Simplifying date logic in IBM Cognos 8 – Part 2

by Bill 14. December 2009 18:35

In Part 1 of this post we described a dilemma in reporting environments where report developers need to do complex date calculations. These frequently involve relative dates – periods that are relative to the current date such as the last 13 months or the currently closed financial periods.

The most common approaches we see to these issues are:

  1. Add more prompting to the report so that the user has the burden of defining what the last x months are or what financial periods are closed. In addition to being a burden this is subject to misinterpretation. For example, what if the person executing the report doesn’t know what financial periods are closed? Do they guess?
  2. Put complicated date functions and logic into each report. This usually performs badly – often the logic cannot be evaluated completely within the database engine and requires moving large amounts of data between the database server and the IBM Cognos application server. It also runs the risk that different report developers will use slightly different sets of complicated date functions to achieve what they believe are the same thing. For example, one developer may calculate how many working days (not Saturday, Sunday or Holidays) have elapsed already in the current month and think that is the same thing as another developer who simply calculated the total elapsed days in the month.

The first part of this article illustrated how we can unload the heavy lifting of building date related calculations to our overnight ETL process. This part will discuss using a very cool feature of IBM Cognos 8 called Parameter Maps to expose that logic for report developers.

A parameter map is a way to expose a scalar (single item) data value. This is a subtle point but if you think about it – all queries return sets. Even if only one row is returned – it is a set. Many useful functions and calculations cannot consume a set (even if it only has one column and one row) and they must have a scalar value.

One of the great features of IBM Cognos 8 is that Parameter Maps not only allow you to retrieve these scalar values but they allow you to reference them by an key value of your choosing. You are also allowed to define all of this centrally in the Framework Manager metadata and consume these scalar values from Parameter Maps in other centrally defined Prompts and Filters.

To create a new Parameter Map from within Framework Manager simply right-click on Parameter Maps and select Create > Parameter Map from the pop-up menu. You are given a choice to create the parameter map manually but that would make it static (which could be useful for some things like your company name!) Select the option, “Base the parameter map on existing Query Items.” instead and give it a name. This will make the Parameter Map be driven by our control table which is dynamic since our ETL process updates it nightly.

Since the control table in Part 1 of this post had columns for Integer, Character, Smalldatetime and Float data types I’d probably name this one something like pmStatus_Integer and expect to create three additional parameter maps – one for each of the data types.

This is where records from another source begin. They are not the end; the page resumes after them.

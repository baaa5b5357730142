// Copyright (c) 2025 Geoffrey Huntley <ghuntley@ghuntley.com>. All rights reserved.
// SPDX-License-Identifier: Proprietary

//! Policy storage adapters.
//!
//! An adapter is the enforcer's only contact with persistent storage. Every
//! adapter can load rules ([`PolicyLoader`]); adapters that can also write
//! implement [`PolicyPersister`]. The enforcer holds either kind through the
//! [`Adapter`] enum and only calls write methods on the read/write variant.
//!
//! Rules travel as [`PolicyLine`]s, which have a CSV text form:
//!
//! ```text
//! p, alice, data1, read
//! g, alice, admin
//! p, bob, "/path, with comma", write
//! ```

mod file;
mod memory;
mod string;

pub use file::FileAdapter;
pub use memory::MemoryAdapter;
pub use string::{NullAdapter, StringAdapter};

use std::fmt;
use std::str::FromStr;

use crate::error::{AuthzError, Result};
use crate::policy;

/// One stored rule and the assertion key it belongs to.
#[derive(Debug, Clone, PartialEq, Eq, Hash)]
pub struct PolicyLine {
	pub key: String,
	pub rule: Vec<String>,
}

impl PolicyLine {
	pub fn new(key: impl Into<String>, rule: Vec<String>) -> Self {
		Self {
			key: key.into(),
			rule,
		}
	}

	/// Parses CSV policy text, skipping blank lines and `#` comments.
	pub fn parse_lines(text: &str) -> Result<Vec<Self>> {
		let mut lines = Vec::new();
		for (idx, line) in text.lines().enumerate() {
			let trimmed = line.trim();
			if trimmed.is_empty() || trimmed.starts_with('#') {
				continue;
			}
			let parsed = trimmed
				.parse()
				.map_err(|e| AuthzError::Adapter(format!("line {}: {e}", idx + 1)))?;
			lines.push(parsed);
		}
		Ok(lines)
	}

	/// Whether the rule matches a field filter where empty values match anything.
	pub fn matches_filter(&self, key: &str, field_index: usize, values: &[String]) -> bool {
		self.key == key && policy::matches_filter(&self.rule, field_index, values)
	}
}

impl FromStr for PolicyLine {
	type Err = String;

	fn from_str(line: &str) -> std::result::Result<Self, Self::Err> {
		let mut fields = split_csv(line)?.into_iter();
		let key = fields
			.next()
			.filter(|key| !key.is_empty())
			.ok_or_else(|| "missing assertion key".to_string())?;
		let rule: Vec<String> = fields.collect();
		if rule.is_empty() {
			return Err(format!("`{key}` rule has no fields"));
		}
		Ok(Self { key, rule })
	}
}

impl fmt::Display for PolicyLine {
	fn fmt(&self, f: &mut fmt::Formatter<'_>) -> fmt::Result {
		f.write_str(&self.key)?;
		for field in &self.rule {
			f.write_str(", ")?;
			write_csv_field(f, field)?;
		}
		Ok(())
	}
}

fn split_csv(line: &str) -> std::result::Result<Vec<String>, String> {
	let mut fields = Vec::new();
	let mut chars = line.chars().peekable();

	loop {
		while chars.next_if(|c| *c == ' ' || *c == '\t').is_some() {}

		let mut field = String::new();
		if chars.next_if_eq(&'"').is_some() {
			loop {
				match chars.next() {
					Some('"') if chars.next_if_eq(&'"').is_some() => field.push('"'),
					Some('"') => break,
					Some(c) => field.push(c),
					None => return Err("unterminated quoted field".to_string()),
				}
			}
			while chars.next_if(|c| *c == ' ' || *c == '\t').is_some() {}
			match chars.peek() {
				None | Some(',') => {}
				Some(c) => return Err(format!("unexpected `{c}` after quoted field")),
			}
		} else {
			while let Some(c) = chars.next_if(|c| *c != ',') {
				field.push(c);
			}
			field.truncate(field.trim_end().len());
		}
		fields.push(field);

		if chars.next().is_none() {
			return Ok(fields);
		}
	}
}

fn write_csv_field(f: &mut fmt::Formatter<'_>, field: &str) -> fmt::Result {
	let needs_quotes = field.contains([',', '"'])
		|| field.starts_with(char::is_whitespace)
		|| field.ends_with(char::is_whitespace);
	if !needs_quotes {
		return f.write_str(field);
	}
	f.write_str("\"")?;
	f.write_str(&field.replace('"', "\"\""))?;
	f.write_str("\"")
}

/// Field values selecting a subset of stored policy.
///
/// `p` applies to rules of keys starting with `p` and `g` to keys starting
/// with `g`, both from the first field on. An empty value matches anything,
/// as does an empty list.
#[derive(Debug, Clone, Default, PartialEq, Eq)]
pub struct Filter {
	pub p: Vec<String>,
	pub g: Vec<String>,
}

impl Filter {
	pub fn new<S: Into<String>>(p: impl IntoIterator<Item = S>, g: impl IntoIterator<Item = S>) -> Self {
		Self {
			p: p.into_iter().map(Into::into).collect(),
			g: g.into_iter().map(Into::into).collect(),
		}
	}

	pub fn matches(&self, line: &PolicyLine) -> bool {
		let values = match line.key.as_bytes().first() {
			Some(b'p') => &self.p,
			Some(b'g') => &self.g,
			_ => return true,
		};
		policy::matches_filter(&line.rule, 0, values)
	}
}

/// Read access to stored policy.
pub trait PolicyLoader: Send + Sync {
	/// Returns every stored rule in storage order.
	fn load_policy(&mut self) -> Result<Vec<PolicyLine>>;

	/// Returns the stored rules `filter` selects. Storage that can filter
	/// natively should override this.
	fn load_filtered_policy(&mut self, filter: &Filter) -> Result<Vec<PolicyLine>> {
		let mut lines = self.load_policy()?;
		lines.retain(|line| filter.matches(line));
		Ok(lines)
	}
}

/// Read/write access to stored policy.
///
/// The enforcer calls the incremental methods before it changes its in-memory
/// state; an error leaves that state untouched.
pub trait PolicyPersister: PolicyLoader {
	/// Replaces everything in storage with `lines`.
	fn save_policy(&mut self, lines: &[PolicyLine]) -> Result<()>;

	fn add_policy(&mut self, key: &str, rule: &[String]) -> Result<()>;

	fn add_policies(&mut self, key: &str, rules: &[Vec<String>]) -> Result<()> {
		for rule in rules {
			self.add_policy(key, rule)?;
		}
		Ok(())
	}

	fn remove_policy(&mut self, key: &str, rule: &[String]) -> Result<()>;

	fn remove_policies(&mut self, key: &str, rules: &[Vec<String>]) -> Result<()> {
		for rule in rules {
			self.remove_policy(key, rule)?;
		}
		Ok(())
	}

	fn remove_filtered_policy(&mut self, key: &str, field_index: usize, values: &[String]) -> Result<()>;
}

/// The storage collaborator of an enforcer.
pub enum Adapter {
	ReadOnly(Box<dyn PolicyLoader>),
	ReadWrite(Box<dyn PolicyPersister>),
}

impl Adapter {
	pub fn read_only(loader: impl PolicyLoader + 'static) -> Self {
		Self::ReadOnly(Box::new(loader))
	}

	pub fn read_write(persister: impl PolicyPersister + 'static) -> Self {
		Self::ReadWrite(Box::new(persister))
	}

	pub fn load_policy(&mut self) -> Result<Vec<PolicyLine>> {
		match self {
			Self::ReadOnly(loader) => loader.load_policy(),
			Self::ReadWrite(persister) => persister.load_policy(),
		}
	}

	pub fn load_filtered_policy(&mut self, filter: &Filter) -> Result<Vec<PolicyLine>> {
		match self {
			Self::ReadOnly(loader) => loader.load_filtered_policy(filter),
			Self::ReadWrite(persister) => persister.load_filtered_policy(filter),
		}
	}

	/// The write side, if this adapter has one.
	pub fn persister(&mut self) -> Option<&mut dyn PolicyPersister> {
		match self {
			Self::ReadOnly(_) => None,
			Self::ReadWrite(persister) => Some(persister.as_mut()),
		}
	}

	pub fn is_writable(&self) -> bool {
		matches!(self, Self::ReadWrite(_))
	}
}

impl fmt::Debug for Adapter {
	fn fmt(&self, f: &mut fmt::Formatter<'_>) -> fmt::Result {
		match self {
			Self::ReadOnly(_) => f.write_str("Adapter::ReadOnly"),
			Self::ReadWrite(_) => f.write_str("Adapter::ReadWrite"),
		}
	}
}

impl Default for Adapter {
	fn default() -> Self {
		Self::read_only(NullAdapter)
	}
}

impl From<MemoryAdapter> for Adapter {
	fn from(adapter: MemoryAdapter) -> Self {
		Self::read_write(adapter)
	}
}

impl From<FileAdapter> for Adapter {
	fn from(adapter: FileAdapter) -> Self {
		Self::read_write(adapter)
	}
}

impl From<StringAdapter> for Adapter {
	fn from(adapter: StringAdapter) -> Self {
		Self::read_only(adapter)
	}
}

impl From<NullAdapter> for Adapter {
	fn from(adapter: NullAdapter) -> Self {
		Self::read_only(adapter)
	}
}
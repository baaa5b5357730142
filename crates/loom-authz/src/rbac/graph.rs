// Copyright (c) 2025 Geoffrey Huntley <ghuntley@ghuntley.com>. All rights reserved.
// SPDX-License-Identifier: Proprietary

//! Directed role graph for a single role definition.
//!
//! Entity names are interned into an arena and edges are stored as index
//! adjacency lists, partitioned by domain. Edges without a domain are global
//! and are followed by every query; domain edges are only followed by queries
//! for that domain.
//!
//! All traversals are breadth-first with a visited set, so cyclic and
//! diamond-shaped hierarchies terminate and never report an entity twice.

use std::collections::{HashMap, HashSet, VecDeque};

type NodeId = usize;

#[derive(Debug, Clone, Copy, PartialEq, Eq)]
enum Direction {
	/// child -> parent
	Up,
	/// parent -> child
	Down,
}

#[derive(Debug, Clone, Default)]
struct Scope {
	parents: HashMap<NodeId, Vec<NodeId>>,
	children: HashMap<NodeId, Vec<NodeId>>,
}

impl Scope {
	fn edges(&self, node: NodeId, direction: Direction) -> &[NodeId] {
		let map = match direction {
			Direction::Up => &self.parents,
			Direction::Down => &self.children,
		};
		map.get(&node).map(Vec::as_slice).unwrap_or(&[])
	}

	fn insert(&mut self, child: NodeId, parent: NodeId) -> bool {
		let parents = self.parents.entry(child).or_default();
		if parents.contains(&parent) {
			return false;
		}
		parents.push(parent);
		self.children.entry(parent).or_default().push(child);
		true
	}

	fn remove(&mut self, child: NodeId, parent: NodeId) -> bool {
		let removed = remove_edge(&mut self.parents, child, parent);
		if removed {
			remove_edge(&mut self.children, parent, child);
		}
		removed
	}
}

fn remove_edge(map: &mut HashMap<NodeId, Vec<NodeId>>, from: NodeId, to: NodeId) -> bool {
	let Some(targets) = map.get_mut(&from) else {
		return false;
	};
	let Some(pos) = targets.iter().position(|&t| t == to) else {
		return false;
	};
	targets.remove(pos);
	if targets.is_empty() {
		map.remove(&from);
	}
	true
}

/// Role hierarchy for one role definition (`g`, `g2`, ...).
#[derive(Debug, Clone, Default)]
pub struct RoleGraph {
	names: Vec<String>,
	ids: HashMap<String, NodeId>,
	global: Scope,
	domains: HashMap<String, Scope>,
	max_depth: Option<usize>,
	links: usize,
}

impl RoleGraph {
	/// Creates an empty graph. `max_depth` bounds how many links a query
	/// follows; `None` means unbounded.
	pub fn new(max_depth: Option<usize>) -> Self {
		Self {
			max_depth,
			..Self::default()
		}
	}

	/// Number of distinct links across all domains.
	pub fn link_count(&self) -> usize {
		self.links
	}

	/// Adds `child -> parent`. Returns `false` if the link already existed.
	pub fn add_link(&mut self, child: &str, parent: &str, domain: Option<&str>) -> bool {
		let child = self.intern(child);
		let parent = self.intern(parent);
		let scope = match domain {
			None => &mut self.global,
			Some(domain) => self.domains.entry(domain.to_string()).or_default(),
		};
		let added = scope.insert(child, parent);
		if added {
			self.links += 1;
		}
		added
	}

	/// Removes `child -> parent`. Returns `false` if there was no such link.
	pub fn remove_link(&mut self, child: &str, parent: &str, domain: Option<&str>) -> bool {
		let (Some(&child), Some(&parent)) = (self.ids.get(child), self.ids.get(parent)) else {
			return false;
		};
		let scope = match domain {
			None => Some(&mut self.global),
			Some(domain) => self.domains.get_mut(domain),
		};
		let removed = scope.is_some_and(|scope| scope.remove(child, parent));
		if removed {
			self.links -= 1;
		}
		removed
	}

	/// Whether `parent` is reachable from `child` in zero or more steps.
	///
	/// Every entity has itself, whether or not it appears in the graph.
	pub fn has_link(&self, child: &str, parent: &str, domain: Option<&str>) -> bool {
		if child == parent {
			return true;
		}
		let (Some(&start), Some(&target)) = (self.ids.get(child), self.ids.get(parent)) else {
			return false;
		};
		let mut found = false;
		self.walk(start, domain, Direction::Up, |node| {
			found = node == target;
			found
		});
		found
	}

	/// All direct and inherited roles of `entity`, nearest first.
	///
	/// The entity itself is only included when a cycle leads back to it.
	pub fn roles(&self, entity: &str, domain: Option<&str>) -> Vec<String> {
		self.collect(entity, domain, Direction::Up)
	}

	/// All entities that hold `role` directly or through inheritance.
	pub fn users(&self, role: &str, domain: Option<&str>) -> Vec<String> {
		self.collect(role, domain, Direction::Down)
	}

	/// Roles linked to `entity` by a single edge.
	pub fn direct_roles(&self, entity: &str, domain: Option<&str>) -> Vec<String> {
		self.neighbours(entity, domain, Direction::Up)
	}

	/// Entities linked to `role` by a single edge.
	pub fn direct_users(&self, role: &str, domain: Option<&str>) -> Vec<String> {
		self.neighbours(role, domain, Direction::Down)
	}

	pub fn clear(&mut self) {
		let max_depth = self.max_depth;
		*self = Self::new(max_depth);
	}

	fn intern(&mut self, name: &str) -> NodeId {
		if let Some(&id) = self.ids.get(name) {
			return id;
		}
		let id = self.names.len();
		self.names.push(name.to_string());
		self.ids.insert(name.to_string(), id);
		id
	}

	fn scopes<'a>(&'a self, domain: Option<&str>) -> impl Iterator<Item = &'a Scope> + 'a {
		let tenant = domain.and_then(|d| self.domains.get(d));
		std::iter::once(&self.global).chain(tenant)
	}

	fn collect(&self, name: &str, domain: Option<&str>, direction: Direction) -> Vec<String> {
		let Some(&start) = self.ids.get(name) else {
			return Vec::new();
		};
		let mut found = Vec::new();
		self.walk(start, domain, direction, |node| {
			found.push(self.names[node].clone());
			false
		});
		found
	}

	fn neighbours(&self, name: &str, domain: Option<&str>, direction: Direction) -> Vec<String> {
		let Some(&node) = self.ids.get(name) else {
			return Vec::new();
		};
		let mut seen = HashSet::new();
		self.scopes(domain)
			.flat_map(|scope| scope.edges(node, direction).iter().copied())
			.filter(|&n| seen.insert(n))
			.map(|n| self.names[n].clone())
			.collect()
	}

	/// Breadth-first traversal from `start`. `visit` sees every newly reached
	/// node once and stops the walk by returning `true`.
	fn walk(
		&self,
		start: NodeId,
		domain: Option<&str>,
		direction: Direction,
		mut visit: impl FnMut(NodeId) -> bool,
	) {
		let mut seen: HashSet<NodeId> = HashSet::new();
		let mut queue: VecDeque<(NodeId, usize)> = VecDeque::from([(start, 0)]);

		while let Some((node, depth)) = queue.pop_front() {
			if self.max_depth.is_some_and(|max| depth >= max) {
				continue;
			}
			for scope in self.scopes(domain) {
				for &next in scope.edges(node, direction) {
					if !seen.insert(next) {
						continue;
					}
					if visit(next) {
						return;
					}
					queue.push_back((next, depth + 1));
				}
			}
		}
	}
}

#[cfg(test)]
mod tests {
	use super::*;
	use proptest::prelude::*;

	fn sorted(mut v: Vec<String>) -> Vec<String> {
		v.sort();
		v
	}

	fn hierarchy() -> RoleGraph {
		let mut g = RoleGraph::new(None);
		g.add_link("u1", "g1", None);
		g.add_link("u2", "g1", None);
		g.add_link("u3", "g2", None);
		g.add_link("u4", "g2", None);
		g.add_link("u4", "g3", None);
		g.add_link("g1", "g3", None);
		g
	}

	#[test]
	fn transitive_reachability() {
		let g = hierarchy();
		assert!(g.has_link("u1", "g1", None));
		assert!(!g.has_link("u1", "g2", None));
		assert!(g.has_link("u1", "g3", None));
		assert!(!g.has_link("u3", "g1", None));
		assert!(g.has_link("u4", "g3", None));
		assert!(!g.has_link("g3", "u1", None));
	}

	#[test]
	fn reflexive_even_for_unknown_entities() {
		let g = hierarchy();
		assert!(g.has_link("u1", "u1", None));
		assert!(g.has_link("nobody", "nobody", Some("tenant")));
		assert!(!g.has_link("nobody", "g1", None));
	}

	#[test]
	fn add_link_is_idempotent() {
		let mut g = RoleGraph::new(None);
		assert!(g.add_link("alice", "admin", None));
		assert!(!g.add_link("alice", "admin", None));
		assert_eq!(g.link_count(), 1);
		assert_eq!(g.direct_roles("alice", None), ["admin"]);
	}

	#[test]
	fn remove_link_reports_presence() {
		let mut g = hierarchy();
		assert!(g.remove_link("g1", "g3", None));
		assert!(!g.remove_link("g1", "g3", None));
		assert!(!g.remove_link("ghost", "g3", None));
		assert!(!g.has_link("u1", "g3", None));
		assert!(g.has_link("u1", "g1", None));
		assert_eq!(g.link_count(), 5);
	}

	#[test]
	fn roles_and_users_are_transitive() {
		let g = hierarchy();
		assert_eq!(g.roles("u1", None), ["g1", "g3"]);
		assert_eq!(sorted(g.users("g3", None)), ["g1", "u1", "u2", "u4"]);
		assert_eq!(sorted(g.direct_users("g3", None)), ["g1", "u4"]);
		assert!(g.roles("unknown", None).is_empty());
	}

	#[test]
	fn cycles_terminate() {
		let mut g = RoleGraph::new(None);
		g.add_link("a", "b", None);
		g.add_link("b", "a", None);

		assert!(g.has_link("a", "b", None));
		assert!(g.has_link("b", "a", None));
		assert!(!g.has_link("a", "c", None));
		assert_eq!(sorted(g.roles("a", None)), ["a", "b"]);
		assert_eq!(sorted(g.users("a", None)), ["a", "b"]);
	}

	#[test]
	fn diamond_reports_each_role_once() {
		let mut g = RoleGraph::new(None);
		g.add_link("u", "left", None);
		g.add_link("u", "right", None);
		g.add_link("left", "top", None);
		g.add_link("right", "top", None);
		assert_eq!(g.roles("u", None), ["left", "right", "top"]);
	}

	#[test]
	fn global_links_are_visible_in_every_domain() {
		let mut g = RoleGraph::new(None);
		g.add_link("alice", "admin", Some("tenant1"));
		g.add_link("admin", "superuser", None);
		g.add_link("bob", "admin", Some("tenant2"));

		assert!(g.has_link("alice", "admin", Some("tenant1")));
		assert!(g.has_link("alice", "superuser", Some("tenant1")));
		assert!(!g.has_link("alice", "admin", Some("tenant2")));
		assert!(!g.has_link("alice", "admin", None));
		assert!(g.has_link("admin", "superuser", Some("anything")));

		assert_eq!(g.roles("alice", Some("tenant1")), ["admin", "superuser"]);
		assert_eq!(g.users("admin", Some("tenant2")), ["bob"]);
		assert!(g.roles("alice", Some("tenant2")).is_empty());
	}

	#[test]
	fn remove_link_respects_domain() {
		let mut g = RoleGraph::new(None);
		g.add_link("alice", "admin", Some("tenant1"));
		assert!(!g.remove_link("alice", "admin", None));
		assert!(!g.remove_link("alice", "admin", Some("tenant2")));
		assert!(g.remove_link("alice", "admin", Some("tenant1")));
		assert_eq!(g.link_count(), 0);
	}

	#[test]
	fn max_depth_bounds_traversal() {
		let mut g = RoleGraph::new(Some(1));
		g.add_link("a", "b", None);
		g.add_link("b", "c", None);
		assert!(g.has_link("a", "b", None));
		assert!(!g.has_link("a", "c", None));
		assert_eq!(g.roles("a", None), ["b"]);
	}

	#[test]
	fn clear_keeps_depth_limit() {
		let mut g = RoleGraph::new(Some(1));
		g.add_link("a", "b", None);
		g.add_link("b", "c", None);
		g.clear();
		assert_eq!(g.link_count(), 0);
		assert!(!g.has_link("a", "b", None));
		g.add_link("a", "b", None);
		g.add_link("b", "c", None);
		assert!(!g.has_link("a", "c", None));
	}

	proptest! {
		#[test]
		fn has_link_is_reflexive(name in "[a-z]{1,12}", edges in proptest::collection::vec(("[a-d]", "[a-d]"), 0..16)) {
			let mut g = RoleGraph::new(None);
			for (child, parent) in &edges {
				g.add_link(child, parent, None);
			}
			prop_assert!(g.has_link(&name, &name, None));
		}

		#[test]
		fn roles_are_finite_and_unique(edges in proptest::collection::vec(("[a-f]", "[a-f]"), 0..40)) {
			let mut g = RoleGraph::new(None);
			for (child, parent) in &edges {
				g.add_link(child, parent, None);
			}
			for start in ["a", "b", "c", "d", "e", "f"] {
				let roles = g.roles(start, None);
				let unique: HashSet<&String> = roles.iter().collect();
				prop_assert_eq!(unique.len(), roles.len());
				for role in &roles {
					prop_assert!(g.has_link(start, role, None));
				}
			}
		}
	}
}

Select the control table that we created in Part 1 and use the Set as Key and Set as Value buttons to make the parameter name the key and the Integer Value the value.

create parameter map

Finish up the Create Parameter Map wizard and you’ve successfully exposed your control values as a parameter map. Next let’s look at how you might use this within Framework Manager.

The first thing that leaps to mind is to use it with Filters. Creating Filters within Framework Manager is a really great technique because they are defined centrally and can be easily reused everywhere in reports, queries, etc. This helps you define that “single version of the truth.” Here is a snapshot from Framework Manager showing a few Filters and Calculations.

Filters and calculations

Let’s look at how the Parameter Map is used in one of these calculations. Let’s look at Last 13 Months as an example.

Filter definition Last 13 Months

What this Filter is doing is filtering the date dimension so that only dates that are greater than the date 13 months ago and less than our current Reporting Effective Date are returned. The parameter map pmStatus_Smalldatetime is being referenced and I’m retrieving specific values via the two keys, “13 months prior to Reporting Effective datetime” and “Reporting Effective Datetime”. Notice that I like to use very descriptive names as keys.

If you actually look at the SQL generated when this Filter is used you’ll see it is efficiently filtering the dimension table (not the fact which may have many more rows) and that all of the filtering is being done in the SQL sent to the database server.

Here is a really simple Query Studio query before I apply the Filter. Notice how many months of data are being returned.

query studio before

Now I simply drag the Last 13 Months filter to my query surface and…

query studio after

Voila! Now I’ve used the power of a control table in my data mart and parameter maps in Framework Manager to deliver a very easy to use and fully dynamic set of filters that can be reused over and over.

Because the underlying control table is dynamic the date 13 months prior to the effective reporting date is being updated every night automatically. So the report developer or end user doesn’t have to do this calculation.